She’s also someone who, while dealing with very mixed feelings on her father (“Was he good? Was he bad?”), is very smart and observant. She pegs about five inconsistencies in Ryan’s story on the plane the first time she meets him. She’s also very open sexually. She admits that she had sex with Ryan in his car “Because I don’t like you. If I liked you, I’d have gotten to know you first.” She’s not a prude and she’s open to relationships, but she’s also free enough and confident enough to have sex on her own terms. She also is not ashamed of it. Later, Ryan turns out to be a recruit as well and pretends in the halls to not know Alex from before. She’s the one who says “Oh we had sex in your car six hours ago.” She’s open and upfront about her sexuality, and she doesn’t need Ryan Booth’s “white knight” act to help save her modesty.

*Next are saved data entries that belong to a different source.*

//! Free-quota guard.
//!
//! Before spending, the account's usage is fetched from the provider and run
//! through a fixed policy table. Nothing is cached: every check is a fresh query,
//! and a failed query always denies.

use chrono::{DateTime, Utc};
use serde::Serialize;

use crate::config::ProxyConfig;
use crate::error::{ProxyError, Result};
use crate::translate::openai_types::KeyInfoResponse;

/// Account usage as reported by the provider.
#[derive(Debug, Clone, Copy, PartialEq, Serialize)]
#[serde(rename_all = "camelCase")]
pub struct UsageSnapshot {
    #[serde(skip_serializing_if = "Option::is_none")]
    pub usage_units: Option<f64>,
    #[serde(skip_serializing_if = "Option::is_none")]
    pub limit_units: Option<f64>,
    #[serde(skip_serializing_if = "Option::is_none")]
    pub credits_balance: Option<f64>,
}

#[derive(Debug, Clone, PartialEq, Serialize)]
#[serde(rename_all = "camelCase")]
pub struct QuotaDecision {
    pub allowed: bool,
    #[serde(skip_serializing_if = "Option::is_none")]
    pub reason: Option<String>,
    #[serde(skip_serializing_if = "Option::is_none")]
    pub remaining: Option<f64>,
    #[serde(skip_serializing_if = "Option::is_none")]
    pub percent_used: Option<f64>,
}

impl QuotaDecision {
    fn allow() -> Self {
        Self {
            allowed: true,
            reason: None,
            remaining: None,
            percent_used: None,
        }
    }

    fn deny(reason: impl Into<String>) -> Self {
        Self {
            allowed: false,
            reason: Some(reason.into()),
            remaining: None,
            percent_used: None,
        }
    }

    /// Turn a denial into the error the endpoints return.
    pub fn into_result(self) -> Result<Self> {
        if self.allowed {
            Ok(self)
        } else {
            Err(ProxyError::quota_denied(
                self.reason.unwrap_or_else(|| "Quota denied".to_string()),
            ))
        }
    }
}

/// Response of the standalone quota endpoint.
#[derive(Debug, Clone, Serialize)]
#[serde(rename_all = "camelCase")]
pub struct QuotaReport {
    #[serde(flatten)]
    pub decision: QuotaDecision,
    pub model: String,
    pub checked_at: DateTime<Utc>,
}

impl QuotaReport {
    pub fn new(decision: QuotaDecision, model: impl Into<String>) -> Self {
        Self {
            decision,
            model: model.into(),
            checked_at: Utc::now(),
        }
    }
}

pub fn is_free_tier(model: &str, free_tier_marker: &str) -> bool {
    !free_tier_marker.is_empty() && model.contains(free_tier_marker)
}

/// Apply the policy table to a snapshot. Pure: same inputs, same decision.
///
/// 1. A positive limit is authoritative: allowed while usage is below it.
/// 2. No limit and zero usage: allowed.
/// 3. No limit and nonzero usage: only free-tier models are allowed.
/// 4. Anything else, including unreported usage: only free-tier models are allowed.
pub fn decide(snapshot: &UsageSnapshot, model: &str, free_tier_marker: &str) -> QuotaDecision {
    let free = is_free_tier(model, free_tier_marker);
    let Some(usage) = snapshot.usage_units else {
        return if free {
            QuotaDecision::allow()
        } else {
            QuotaDecision::deny(format!(
                "Account usage was not reported; refusing non-free model {model}"
            ))
        };
    };

    if let Some(limit) = snapshot.limit_units.filter(|l| *l > 0.0) {
        if usage < limit {
            return QuotaDecision {
                allowed: true,
                reason: None,
                remaining: Some(limit - usage),
                percent_used: Some(usage * 100.0 / limit),
            };
        }
        return QuotaDecision::deny(format!(
            "Usage {usage}/{limit} has reached the account limit"
        ));
    }

    if usage == 0.0 {
        return QuotaDecision::allow();
    }

    if usage > 0.0 {
        if free {
            return QuotaDecision::allow();
        }
        return QuotaDecision::deny(format!(
            "Account limit is unknown and usage is {usage}; refusing non-free model {model}"
        ));
    }

    if free {
        QuotaDecision::allow()
    } else {
        QuotaDecision::deny(format!(
            "Account usage could not be interpreted ({usage}); refusing non-free model {model}"
        ))
    }
}

/// Fetch the account's current usage from `GET {base_url}/key`.
pub async fn fetch_usage(
    api_key: &str,
    config: &ProxyConfig,
    client: &reqwest::Client,
) -> Result<UsageSnapshot> {
    if api_key.is_empty() {
        return Err(ProxyError::MissingCredential);
    }

    let url = config.key_info_url();
    let response = client
        .get(&url)
        .header("Authorization", format!("Bearer {api_key}"))
        .send()
        .await?;

    let status = response.status().as_u16();
    if status >= 400 {
        let body = response.text().await.unwrap_or_default();
        return Err(ProxyError::UpstreamRejected { status, body });
    }

    let parsed: KeyInfoResponse = response.json().await?;
    Ok(UsageSnapshot {
        usage_units: parsed.data.usage,
        limit_units: parsed.data.limit,
        credits_balance: parsed.data.limit_remaining,
    })
}

/// Query the account and decide. Any failure to obtain a snapshot denies.
pub async fn check(
    api_key: &str,
    model: &str,
    config: &ProxyConfig,
    client: &reqwest::Client,
) -> QuotaDecision {
    let decision = match fetch_usage(api_key, config, client).await {
        Ok(snapshot) => {
            tracing::debug!(
                usage = ?snapshot.usage_units,
                limit = ?snapshot.limit_units,
                balance = ?snapshot.credits_balance,
                "Fetched account usage"
            );
            decide(&snapshot, model, &config.quota.free_tier_marker)
        }
        Err(e) => QuotaDecision::deny(format!("Quota check failed: {e}")),
    };

    if decision.allowed {
        tracing::info!(model, percent_used = ?decision.percent_used, "Quota check passed");
    } else {
        tracing::warn!(model, reason = ?decision.reason, "Quota check denied");
    }
    decision
}

#[cfg(test)]
mod tests {
    use super::*;

    const FREE: &str = "google/gemini-2.5-flash-image-preview:free";
    const PAID: &str = "google/gemini-2.5-flash-image-preview";
    const MARKER: &str = ":free";

    fn snapshot(usage: f64, limit: Option<f64>) -> UsageSnapshot {
        UsageSnapshot {
            usage_units: Some(usage),
            limit_units: limit,
            credits_balance: None,
        }
    }

    #[test]
    fn test_limit_reached_is_denied() {
        let decision = decide(&snapshot(100.0, Some(100.0)), FREE, MARKER);
        assert!(!decision.allowed);
        assert!(decision.reason.unwrap().contains("100/100"));
    }

    #[test]
    fn test_under_limit_reports_remaining() {
        let decision = decide(&snapshot(25.0, Some(100.0)), PAID, MARKER);
        assert!(decision.allowed);
        assert_eq!(decision.remaining, Some(75.0));
        assert_eq!(decision.percent_used, Some(25.0));
        assert_eq!(decision.reason, None);
    }

    #[test]
    fn test_zero_usage_without_limit_is_allowed() {
        let decision = decide(&snapshot(0.0, None), PAID, MARKER);
        assert!(decision.allowed);
        assert_eq!(decision.remaining, None);
    }

    #[test]
    fn test_non_positive_limit_is_treated_as_unknown() {
        assert!(decide(&snapshot(0.0, Some(0.0)), PAID, MARKER).allowed);
        assert!(!decide(&snapshot(3.0, Some(-1.0)), PAID, MARKER).allowed);
    }

    #[test]
    fn test_usage_without_limit_allows_only_free_tier() {
        assert!(decide(&snapshot(0.5, None), FREE, MARKER).allowed);

        let denied = decide(&snapshot(0.5, None), PAID, MARKER);
        assert!(!denied.allowed);
        let reason = denied.reason.unwrap();
        assert!(reason.contains("unknown"));
        assert!(reason.contains("0.5"));
    }

    #[test]
    fn test_undetermined_usage_allows_only_free_tier() {
        assert!(decide(&snapshot(f64::NAN, None), FREE, MARKER).allowed);
        assert!(!decide(&snapshot(f64::NAN, None), PAID, MARKER).allowed);
        assert!(!decide(&snapshot(-2.0, None), PAID, MARKER).allowed);
    }

    #[test]
    fn test_unreported_usage_allows_only_free_tier() {
        let info: KeyInfoResponse =
            serde_json::from_value(serde_json::json!({"data": {"limit": null}})).unwrap();
        let snap = UsageSnapshot {
            usage_units: info.data.usage,
            limit_units: info.data.limit,
            credits_balance: info.data.limit_remaining,
        };

        let denied = decide(&snap, PAID, MARKER);
        assert!(!denied.allowed);
        assert!(denied.reason.unwrap().contains("not reported"));
        assert!(decide(&snap, FREE, MARKER).allowed);

        let with_limit = UsageSnapshot {
            limit_units: Some(10.0),
            ..snap
        };
        assert!(!decide(&with_limit, PAID, MARKER).allowed);
    }

    #[test]
    fn test_free_tier_marker_is_configurable() {
        assert!(decide(&snapshot(1.0, None), "vendor/model-free", "-free").allowed);
        assert!(!decide(&snapshot(1.0, None), FREE, "-free").allowed);
        assert!(!is_free_tier(FREE, ""));
    }

    #[test]
    fn test_decision_is_deterministic() {
        for snap in [
            snapshot(100.0, Some(100.0)),
            snapshot(10.0, Some(100.0)),
            snapshot(0.0, None),
            snapshot(3.0, None),
        ] {
            for model in [FREE, PAID] {
                assert_eq!(decide(&snap, model, MARKER), decide(&snap, model, MARKER));
            }
        }
    }

    #[test]
    fn test_denied_decision_becomes_quota_error() {
        let err = decide(&snapshot(5.0, Some(5.0)), FREE, MARKER)
            .into_result()
            .unwrap_err();
        assert!(matches!(err, ProxyError::QuotaDenied { .. }));
        assert!(decide(&snapshot(0.0, None), PAID, MARKER).into_result().is_ok());
    }

    #[test]
    fn test_report_flattens_decision() {
        let report = QuotaReport::new(decide(&snapshot(25.0, Some(100.0)), PAID, MARKER), PAID);
        let value = serde_json::to_value(&report).unwrap();
        assert_eq!(value["allowed"], true);
        assert_eq!(value["remaining"], 75.0);
        assert_eq!(value["percentUsed"], 25.0);
        assert_eq!(value["model"], PAID);
        assert!(value["checkedAt"].is_string());
        assert!(value.get("reason").is_none());
    }

    #[tokio::test]
    async fn test_unreachable_account_endpoint_fails_closed() {
        let mut config = ProxyConfig::default();
        config.upstream.base_url = "http://127.0.0.1:1/api/v1".to_string();
        let client = reqwest::Client::new();

        let decision = check("sk-or-test", FREE, &config, &client).await;
        assert!(!decision.allowed);
        assert!(decision.reason.unwrap().starts_with("Quota check failed"));
    }

    #[tokio::test]
    async fn test_missing_key_fails_closed() {
        let config = ProxyConfig::default();
        let client = reqwest::Client::new();

        let decision = check("", FREE, &config, &client).await;
        assert!(!decision.allowed);
        assert!(decision.reason.unwrap().contains("API key is missing."));
    }
}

I love seeing a character this nuanced already. She’s far from perfect, as she’s lied to her mother about this job completely because she knows her mother wouldn’t approve, has massive father issues, and at first, tried to hide the fact she shot her father when she was ten. However, she’s smart and confident and won’t let someone “protect her honor.” She’s also allowed to be vulnerable. The episode culminates in present time with her on the run trying to find the real bomber/traitor but when she’s in the van, thinking she’s on her way to Gitmo, she’s in tears. I think it’s a sign the show isn’t just going to give us the “strong female character” cliche where all she does is act “manly” and hit things in leather. It’s a good start.

The Bechdel-Wallace Test — Yup! Alex and her mother have a conversation about her train arrangements, Alex and Shelby talk about the strictness of the regime, and she and Miranda have the second best conversation of the episode but I can’t say too much about this.

The VerdictA. The pilot was both engaging and easy to follow. It had great twists that weren’t too out there to be ludicrous, and it sets up tension and intrigue in both the present and past timelines. More than that, it presents a diverse cast of characters who all have multi-faceted personalities and deep secrets of their own. Figuring out who is our traitor should be a fun and exciting ride with Alex Parrish leading us through it.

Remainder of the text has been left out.